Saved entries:
---*---
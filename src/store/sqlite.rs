//! SQLite store backend.
//!
//! Aggregates are stored as JSON documents keyed by id, with the status and
//! timestamps lifted into columns for listing.

use std::path::Path;
use std::sync::{Arc, Mutex};
use std::time::Duration;

use async_trait::async_trait;
use chrono::{DateTime, SecondsFormat, Utc};
use rusqlite::{params, Connection, OptionalExtension, TransactionBehavior};

use super::{DocumentStore, StoreError, StoryUpdate};
use crate::domain::{ActivityLog, Anthology, Story, StoryStatus};

/// Open a database file shared by the store and the queue
pub(crate) fn open_connection(path: &Path) -> rusqlite::Result<Connection> {
    let conn = Connection::open(path)?;
    conn.busy_timeout(Duration::from_secs(5))?;
    conn.execute_batch(
        "PRAGMA journal_mode = WAL;
         PRAGMA synchronous = NORMAL;",
    )?;
    Ok(conn)
}

/// Fixed-width UTC timestamp so TEXT ordering matches time ordering
fn sortable(ts: &DateTime<Utc>) -> String {
    ts.to_rfc3339_opts(SecondsFormat::Nanos, true)
}

/// SQLite-backed document store
pub struct SqliteStore {
    conn: Arc<Mutex<Connection>>,
}

impl SqliteStore {
    /// Open (or create) the store tables in the database at `path`
    pub fn open(path: &Path) -> Result<Self, StoreError> {
        if let Some(parent) = path.parent() {
            std::fs::create_dir_all(parent).map_err(|e| StoreError::Task(e.to_string()))?;
        }
        Self::from_connection(open_connection(path)?)
    }

    /// Store over a private in-memory database
    pub fn in_memory() -> Result<Self, StoreError> {
        Self::from_connection(Connection::open_in_memory()?)
    }

    fn from_connection(conn: Connection) -> Result<Self, StoreError> {
        conn.execute_batch(
            "CREATE TABLE IF NOT EXISTS stories (
                story_id   TEXT PRIMARY KEY,
                status     TEXT NOT NULL,
                body       TEXT NOT NULL,
                created_at TEXT NOT NULL,
                updated_at TEXT NOT NULL
            );
            CREATE INDEX IF NOT EXISTS idx_stories_status ON stories(status);

            CREATE TABLE IF NOT EXISTS anthologies (
                anthology_id TEXT PRIMARY KEY,
                body         TEXT NOT NULL,
                updated_at   TEXT NOT NULL
            );

            CREATE TABLE IF NOT EXISTS activity_logs (
                id         INTEGER PRIMARY KEY AUTOINCREMENT,
                agent_name TEXT NOT NULL,
                story_id   TEXT NOT NULL,
                action     TEXT NOT NULL,
                detail     TEXT NOT NULL,
                timestamp  TEXT NOT NULL
            );",
        )?;

        Ok(Self {
            conn: Arc::new(Mutex::new(conn)),
        })
    }

    async fn with_conn<T, F>(&self, f: F) -> Result<T, StoreError>
    where
        T: Send + 'static,
        F: FnOnce(&Connection) -> Result<T, StoreError> + Send + 'static,
    {
        let conn = Arc::clone(&self.conn);
        tokio::task::spawn_blocking(move || {
            let guard = conn.lock().map_err(|_| StoreError::Poisoned)?;
            f(&guard)
        })
        .await
        .map_err(|e| StoreError::Task(e.to_string()))?
    }

    async fn with_conn_mut<T, F>(&self, f: F) -> Result<T, StoreError>
    where
        T: Send + 'static,
        F: FnOnce(&mut Connection) -> Result<T, StoreError> + Send + 'static,
    {
        let conn = Arc::clone(&self.conn);
        tokio::task::spawn_blocking(move || {
            let mut guard = conn.lock().map_err(|_| StoreError::Poisoned)?;
            f(&mut guard)
        })
        .await
        .map_err(|e| StoreError::Task(e.to_string()))?
    }

    async fn query_stories(
        &self,
        sql: &'static str,
        status: Option<String>,
        limit: usize,
    ) -> Result<Vec<Story>, StoreError> {
        let limit = i64::try_from(limit).unwrap_or(i64::MAX);
        self.with_conn(move |conn| {
            let mut stmt = conn.prepare(sql)?;
            let rows = match status {
                Some(status) => stmt
                    .query_map(params![status, limit], |row| row.get::<_, String>(0))?
                    .collect::<Result<Vec<_>, _>>()?,
                None => stmt
                    .query_map(params![limit], |row| row.get::<_, String>(0))?
                    .collect::<Result<Vec<_>, _>>()?,
            };
            rows.iter()
                .map(|body| serde_json::from_str(body).map_err(StoreError::from))
                .collect()
        })
        .await
    }
}

#[async_trait]
impl DocumentStore for SqliteStore {
    async fn get_story(&self, story_id: &str) -> Result<Option<Story>, StoreError> {
        let story_id = story_id.to_string();
        self.with_conn(move |conn| {
            let body: Option<String> = conn
                .query_row(
                    "SELECT body FROM stories WHERE story_id = ?1",
                    params![story_id],
                    |row| row.get(0),
                )
                .optional()?;
            body.map(|b| serde_json::from_str(&b).map_err(StoreError::from))
                .transpose()
        })
        .await
    }

    async fn save_story(&self, story: &mut Story) -> Result<(), StoreError> {
        story.touch();
        let body = serde_json::to_string(&*story)?;
        let story_id = story.story_id.clone();
        let status = story.status.as_str();
        let created_at = sortable(&story.created_at);
        let updated_at = sortable(&story.updated_at);

        self.with_conn(move |conn| {
            conn.execute(
                "INSERT INTO stories (story_id, status, body, created_at, updated_at)
                 VALUES (?1, ?2, ?3, ?4, ?5)
                 ON CONFLICT(story_id) DO UPDATE SET
                    status = excluded.status,
                    body = excluded.body,
                    updated_at = excluded.updated_at",
                params![story_id, status, body, created_at, updated_at],
            )?;
            Ok(())
        })
        .await
    }

    async fn update_story(
        &self,
        story_id: &str,
        update: StoryUpdate,
    ) -> Result<Option<Story>, StoreError> {
        let story_id = story_id.to_string();
        self.with_conn_mut(move |conn| {
            // IMMEDIATE takes the write lock before the read, so other
            // connections to the same file cannot interleave
            let tx = conn.transaction_with_behavior(TransactionBehavior::Immediate)?;
            let body: Option<String> = tx
                .query_row(
                    "SELECT body FROM stories WHERE story_id = ?1",
                    params![story_id],
                    |row| row.get(0),
                )
                .optional()?;
            let Some(body) = body else {
                return Ok(None);
            };

            let mut story: Story = serde_json::from_str(&body)?;
            update(&mut story);
            story.touch();

            tx.execute(
                "UPDATE stories SET status = ?2, body = ?3, updated_at = ?4 WHERE story_id = ?1",
                params![
                    story_id,
                    story.status.as_str(),
                    serde_json::to_string(&story)?,
                    sortable(&story.updated_at)
                ],
            )?;
            tx.commit()?;
            Ok(Some(story))
        })
        .await
    }

    async fn list_stories(
        &self,
        status: Option<StoryStatus>,
        limit: usize,
    ) -> Result<Vec<Story>, StoreError> {
        match status {
            Some(status) => {
                self.query_stories(
                    "SELECT body FROM stories WHERE status = ?1 ORDER BY updated_at DESC LIMIT ?2",
                    Some(status.as_str().to_string()),
                    limit,
                )
                .await
            }
            None => {
                self.query_stories(
                    "SELECT body FROM stories ORDER BY updated_at DESC LIMIT ?1",
                    None,
                    limit,
                )
                .await
            }
        }
    }

    async fn list_in_progress(&self, limit: usize) -> Result<Vec<Story>, StoreError> {
        self.query_stories(
            "SELECT body FROM stories WHERE status != ?1 ORDER BY created_at ASC LIMIT ?2",
            Some(StoryStatus::Published.as_str().to_string()),
            limit,
        )
        .await
    }

    async fn count_by_status(&self) -> Result<Vec<(StoryStatus, usize)>, StoreError> {
        let counted: Vec<(String, i64)> = self
            .with_conn(|conn| {
                let mut stmt =
                    conn.prepare("SELECT status, COUNT(*) FROM stories GROUP BY status")?;
                let rows = stmt
                    .query_map([], |row| Ok((row.get(0)?, row.get(1)?)))?
                    .collect::<Result<Vec<_>, _>>()?;
                Ok(rows)
            })
            .await?;

        let mut counts: Vec<(StoryStatus, usize)> =
            StoryStatus::ALL.into_iter().map(|s| (s, 0)).collect();
        for (name, count) in counted {
            let status =
                StoryStatus::parse(&name).ok_or_else(|| StoreError::UnknownStatus(name.clone()))?;
            if let Some(slot) = counts.iter_mut().find(|(s, _)| *s == status) {
                slot.1 = usize::try_from(count).unwrap_or(0);
            }
        }
        Ok(counts)
    }

    async fn get_anthology(&self, anthology_id: &str) -> Result<Option<Anthology>, StoreError> {
        let anthology_id = anthology_id.to_string();
        self.with_conn(move |conn| {
            let body: Option<String> = conn
                .query_row(
                    "SELECT body FROM anthologies WHERE anthology_id = ?1",
                    params![anthology_id],
                    |row| row.get(0),
                )
                .optional()?;
            body.map(|b| serde_json::from_str(&b).map_err(StoreError::from))
                .transpose()
        })
        .await
    }

    async fn save_anthology(&self, anthology: &mut Anthology) -> Result<(), StoreError> {
        anthology.updated_at = Utc::now();
        let body = serde_json::to_string(&*anthology)?;
        let anthology_id = anthology.anthology_id.clone();
        let updated_at = sortable(&anthology.updated_at);

        self.with_conn(move |conn| {
            conn.execute(
                "INSERT INTO anthologies (anthology_id, body, updated_at) VALUES (?1, ?2, ?3)
                 ON CONFLICT(anthology_id) DO UPDATE SET
                    body = excluded.body,
                    updated_at = excluded.updated_at",
                params![anthology_id, body, updated_at],
            )?;
            Ok(())
        })
        .await
    }

    async fn list_anthologies(&self, limit: usize) -> Result<Vec<Anthology>, StoreError> {
        let limit = i64::try_from(limit).unwrap_or(i64::MAX);
        self.with_conn(move |conn| {
            let mut stmt = conn
                .prepare("SELECT body FROM anthologies ORDER BY updated_at DESC LIMIT ?1")?;
            let bodies = stmt
                .query_map(params![limit], |row| row.get::<_, String>(0))?
                .collect::<Result<Vec<_>, _>>()?;
            bodies
                .iter()
                .map(|body| serde_json::from_str(body).map_err(StoreError::from))
                .collect()
        })
        .await
    }

    async fn log_activity(&self, entry: &ActivityLog) -> Result<(), StoreError> {
        let entry = entry.clone();
        self.with_conn(move |conn| {
            conn.execute(
                "INSERT INTO activity_logs (agent_name, story_id, action, detail, timestamp)
                 VALUES (?1, ?2, ?3, ?4, ?5)",
                params![
                    entry.agent_name,
                    entry.story_id,
                    entry.action,
                    entry.detail,
                    sortable(&entry.timestamp)
                ],
            )?;
            Ok(())
        })
        .await
    }

    async fn recent_activity(&self, limit: usize) -> Result<Vec<ActivityLog>, StoreError> {
        let limit = i64::try_from(limit).unwrap_or(i64::MAX);
        self.with_conn(move |conn| {
            let mut stmt = conn.prepare(
                "SELECT agent_name, story_id, action, detail, timestamp
                 FROM activity_logs ORDER BY id DESC LIMIT ?1",
            )?;
            let rows = stmt
                .query_map(params![limit], |row| {
                    Ok((
                        row.get::<_, String>(0)?,
                        row.get::<_, String>(1)?,
                        row.get::<_, String>(2)?,
                        row.get::<_, String>(3)?,
                        row.get::<_, String>(4)?,
                    ))
                })?
                .collect::<Result<Vec<_>, _>>()?;

            Ok(rows
                .into_iter()
                .map(|(agent_name, story_id, action, detail, timestamp)| ActivityLog {
                    agent_name,
                    story_id,
                    action,
                    detail,
                    timestamp: DateTime::parse_from_rfc3339(&timestamp)
                        .map(|t| t.with_timezone(&Utc))
                        .unwrap_or_else(|_| Utc::now()),
                })
                .collect())
        })
        .await
    }
}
---*---
### TASK INSTRUCTIONS
Find the word "DocumentStore" in the entries. Copy each line that holds it.

### ANSWER TO THE EXERCISE
use super::{DocumentStore, StoreError, StoryUpdate};
impl DocumentStore for SqliteStore {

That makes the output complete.